PROBLEM.
Every entry needs to be duplicated exactly.

Saved entries:

*****

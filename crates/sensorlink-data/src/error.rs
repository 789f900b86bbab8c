//! Data channel errors.

use thiserror::Error;

#[derive(Debug, Error)]
pub enum DataChannelError {
    #[error("failed to connect data socket: {0}")]
    Connect(String),

    #[error("failed to disconnect data socket: {0}")]
    Disconnect(String),

    #[error("data socket not connected")]
    NotConnected,

    #[error("data socket closed by peer")]
    Closed,

    #[error(transparent)]
    Io(#[from] std::io::Error),

    #[error(transparent)]
    Other(#[from] anyhow::Error),
}
//! The locally recorded error of a session.

use sensorlink_types::SensorErrorKind;
use tracing::debug;

/// Last error recorded by this client.
///
/// Holds at most one error. Every control operation clears it before it
/// starts and every failed completion overwrites it, so the last failure
/// wins. When nothing is recorded locally, readers fall back to asking
/// the service.
#[derive(Debug, Clone, Default, PartialEq, Eq)]
pub struct ErrorState {
    code: SensorErrorKind,
    message: String,
}

impl ErrorState {
    pub fn clear(&mut self) {
        self.code = SensorErrorKind::NoError;
        self.message.clear();
    }

    pub fn set(&mut self, code: SensorErrorKind, message: impl Into<String>) {
        self.code = code;
        self.message = message.into();
        debug!(code = %self.code, message = %self.message, "error recorded");
    }

    pub fn code(&self) -> SensorErrorKind {
        self.code
    }

    pub fn message(&self) -> &str {
        &self.message
    }

    /// Whether a local error outranks the service's view.
    pub fn is_set(&self) -> bool {
        self.code.is_error()
    }
}
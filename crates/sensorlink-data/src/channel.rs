//! Session-owned data channel and its drain loop.

use async_trait::async_trait;
use sensorlink_types::SessionId;
use tracing::{debug, info, trace};

use crate::decoder::SampleDecoder;
use crate::error::DataChannelError;
use crate::DataSocket;

/// Read access to the buffered stream, handed to decoders.
pub struct Frames<'a> {
    socket: &'a mut dyn DataSocket,
}

impl Frames<'_> {
    pub fn bytes_available(&mut self) -> usize {
        self.socket.bytes_available()
    }

    /// Fill `buf` completely or consume nothing.
    pub fn read(&mut self, buf: &mut [u8]) -> bool {
        self.socket.read(buf)
    }

    pub fn read_u32_le(&mut self) -> Option<u32> {
        let mut bytes = [0u8; 4];
        self.read(&mut bytes).then(|| u32::from_le_bytes(bytes))
    }
}

/// The streaming path of one session.
///
/// The socket is connected once when the client is built and torn down
/// when it is closed. In between, readiness is only acted on while the
/// channel is subscribed, which the session keeps in step with its
/// running state.
pub struct DataChannel {
    socket: Box<dyn DataSocket>,
    connected: bool,
    subscribed: bool,
    closed: bool,
}

impl DataChannel {
    pub fn new(socket: Box<dyn DataSocket>) -> Self {
        Self {
            socket,
            connected: false,
            subscribed: false,
            closed: false,
        }
    }

    /// Connect the socket for `session_id`.
    pub async fn open(&mut self, session_id: SessionId) -> Result<(), DataChannelError> {
        self.socket.connect(session_id).await?;
        self.connected = true;
        self.closed = false;
        info!(session = %session_id, "data channel connected");
        Ok(())
    }

    pub fn is_connected(&self) -> bool {
        self.connected
    }

    /// Start acting on readiness notifications.
    pub fn subscribe(&mut self) {
        self.subscribed = true;
        debug!("data channel subscribed");
    }

    /// Stop acting on readiness notifications. Buffered bytes stay queued.
    pub fn unsubscribe(&mut self) {
        self.subscribed = false;
        debug!("data channel unsubscribed");
    }

    pub fn is_subscribed(&self) -> bool {
        self.subscribed
    }

    /// Whether the owner should currently wait on [`readable`](Self::readable).
    pub fn wants_readiness(&self) -> bool {
        self.subscribed && self.connected && !self.closed
    }

    /// Wait for the next readiness notification.
    pub async fn readable(&mut self) -> Result<(), DataChannelError> {
        match self.socket.readable().await {
            Err(DataChannelError::Closed) => {
                self.closed = true;
                Err(DataChannelError::Closed)
            }
            other => other,
        }
    }

    /// Run the decoder over everything buffered.
    ///
    /// At least one step runs per call. Further steps run while bytes
    /// remain, and the loop ends at the first step that finds no complete
    /// record. Returns the number of steps taken; nothing is read while
    /// unsubscribed.
    pub fn drain(&mut self, decoder: &mut dyn SampleDecoder) -> usize {
        if !self.subscribed {
            return 0;
        }

        let mut steps = 0;
        loop {
            steps += 1;
            let complete = decoder.decode(&mut Frames {
                socket: self.socket.as_mut(),
            });
            if !complete || self.socket.bytes_available() == 0 {
                break;
            }
        }
        trace!(steps, "drained data channel");
        steps
    }

    /// Exact read straight from the socket.
    pub fn read(&mut self, buf: &mut [u8]) -> bool {
        self.socket.read(buf)
    }

    pub fn bytes_available(&mut self) -> usize {
        self.socket.bytes_available()
    }

    /// Drop the subscription and close the socket.
    pub async fn teardown(&mut self) -> Result<(), DataChannelError> {
        self.subscribed = false;
        self.connected = false;
        self.socket.disconnect().await
    }
}

/// A channel with no socket behind it, left in place when the real one is
/// moved out with [`std::mem::take`].
impl Default for DataChannel {
    fn default() -> Self {
        Self::new(Box::new(Detached))
    }
}

struct Detached;

#[async_trait]
impl DataSocket for Detached {
    async fn connect(&mut self, _session_id: SessionId) -> Result<(), DataChannelError> {
        Err(DataChannelError::NotConnected)
    }

    async fn disconnect(&mut self) -> Result<(), DataChannelError> {
        Ok(())
    }

    async fn readable(&mut self) -> Result<(), DataChannelError> {
        Err(DataChannelError::Closed)
    }

    fn bytes_available(&mut self) -> usize {
        0
    }

    fn read(&mut self, _buf: &mut [u8]) -> bool {
        false
    }
}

*****

RESPONSE AREA.
filename crates/sensorlink-data/src/error.rs
repository 789f900b86bbab8c
//! Data channel errors.

use thiserror::Error;

#[derive(Debug, Error)]
pub enum DataChannelError {
    #[error("failed to connect data socket: {0}")]
    Connect(String),

    #[error("failed to disconnect data socket: {0}")]
    Disconnect(String),

    #[error("data socket not connected")]
    NotConnected,

    #[error("data socket closed by peer")]
    Closed,

    #[error(transparent)]
    Io(#[from] std::io::Error),

    #[error(transparent)]
    Other(#[from] anyhow::Error),
}
//! The locally recorded error of a session.

use sensorlink_types::SensorErrorKind;
use tracing::debug;

/// Last error recorded by this client.
///
/// Holds at most one error. Every control operation clears it before it
/// starts and every failed completion overwrites it, so the last failure
/// wins. When nothing is recorded locally, readers fall back to asking
/// the service.
#[derive(Debug, Clone, Default, PartialEq, Eq)]
pub struct ErrorState {
    code: SensorErrorKind,
    message: String,
}

impl ErrorState {
    pub fn clear(&mut self) {
        self.code = SensorErrorKind::NoError;
        self.message.clear();
    }

    pub fn set(&mut self, code: SensorErrorKind, message: impl Into<String>) {
        self.code = code;
        self.message = message.into();
        debug!(code = %self.code, message = %self.message, "error recorded");
    }

    pub fn code(&self) -> SensorErrorKind {
        self.code
    }

    pub fn message(&self) -> &str {
        &self.message
    }

    /// Whether a local error outranks the service's view.
    pub fn is_set(&self) -> bool {
        self.code.is_error()
    }
}
filename crates/sensorlink-data/src/channel.rs
//! Session-owned data channel and its drain loop.

use async_trait::async_trait;
use sensorlink_types::SessionId;
use tracing::{debug, info, trace};

use crate::decoder::SampleDecoder;
use crate::error::DataChannelError;
use crate::DataSocket;

/// Read access to the buffered stream, handed to decoders.
pub struct Frames<'a> {
    socket: &'a mut dyn DataSocket,
}

impl Frames<'_> {
    pub fn bytes_available(&mut self) -> usize {
        self.socket.bytes_available()
    }

    /// Fill `buf` completely or consume nothing.
    pub fn read(&mut self, buf: &mut [u8]) -> bool {
        self.socket.read(buf)
    }

    pub fn read_u32_le(&mut self) -> Option<u32> {
        let mut bytes = [0u8; 4];
        self.read(&mut bytes).then(|| u32::from_le_bytes(bytes))
    }
}

/// The streaming path of one session.
///
/// The socket is connected once when the client is built and torn down
/// when it is closed. In between, readiness is only acted on while the
/// channel is subscribed, which the session keeps in step with its
/// running state.
pub struct DataChannel {
    socket: Box<dyn DataSocket>,
    connected: bool,
    subscribed: bool,
    closed: bool,
}

impl DataChannel {
    pub fn new(socket: Box<dyn DataSocket>) -> Self {
        Self {
            socket,
            connected: false,
            subscribed: false,
            closed: false,
        }
    }

    /// Connect the socket for `session_id`.
    pub async fn open(&mut self, session_id: SessionId) -> Result<(), DataChannelError> {
        self.socket.connect(session_id).await?;
        self.connected = true;
        self.closed = false;
        info!(session = %session_id, "data channel connected");
        Ok(())
    }

    pub fn is_connected(&self) -> bool {
        self.connected
    }

    /// Start acting on readiness notifications.
    pub fn subscribe(&mut self) {
        self.subscribed = true;
        debug!("data channel subscribed");
    }

    /// Stop acting on readiness notifications. Buffered bytes stay queued.
    pub fn unsubscribe(&mut self) {
        self.subscribed = false;
        debug!("data channel unsubscribed");
    }

    pub fn is_subscribed(&self) -> bool {
        self.subscribed
    }

    /// Whether the owner should currently wait on [`readable`](Self::readable).
    pub fn wants_readiness(&self) -> bool {
        self.subscribed && self.connected && !self.closed
    }

    /// Wait for the next readiness notification.
    pub async fn readable(&mut self) -> Result<(), DataChannelError> {
        match self.socket.readable().await {
            Err(DataChannelError::Closed) => {
                self.closed = true;
                Err(DataChannelError::Closed)
            }
            other => other,
        }
    }

    /// Run the decoder over everything buffered.
    ///
    /// At least one step runs per call. Further steps run while bytes
    /// remain, and the loop ends at the first step that finds no complete
    /// record. Returns the number of steps taken; nothing is read while
    /// unsubscribed.
    pub fn drain(&mut self, decoder: &mut dyn SampleDecoder) -> usize {
        if !self.subscribed {
            return 0;
        }

        let mut steps = 0;
        loop {
            steps += 1;
            let complete = decoder.decode(&mut Frames {
                socket: self.socket.as_mut(),
            });
            if !complete || self.socket.bytes_available() == 0 {
                break;
            }
        }
        trace!(steps, "drained data channel");
        steps
    }

    /// Exact read straight from the socket.
    pub fn read(&mut self, buf: &mut [u8]) -> bool {
        self.socket.read(buf)
    }

    pub fn bytes_available(&mut self) -> usize {
        self.socket.bytes_available()
    }

    /// Drop the subscription and close the socket.
    pub async fn teardown(&mut self) -> Result<(), DataChannelError> {
        self.subscribed = false;
        self.connected = false;
        self.socket.disconnect().await
    }
}

/// A channel with no socket behind it, left in place when the real one is
/// moved out with [`std::mem::take`].
impl Default for DataChannel {
    fn default() -> Self {
        Self::new(Box::new(Detached))
    }
}

struct Detached;

#[async_trait]
impl DataSocket for Detached {
    async fn connect(&mut self, _session_id: SessionId) -> Result<(), DataChannelError> {
        Err(DataChannelError::NotConnected)
    }

    async fn disconnect(&mut self) -> Result<(), DataChannelError> {
        Ok(())
    }

    async fn readable(&mut self) -> Result<(), DataChannelError> {
        Err(DataChannelError::Closed)
    }

    fn bytes_available(&mut self) -> usize {
        0
    }

    fn read(&mut self, _buf: &mut [u8]) -> bool {
        false
    }
}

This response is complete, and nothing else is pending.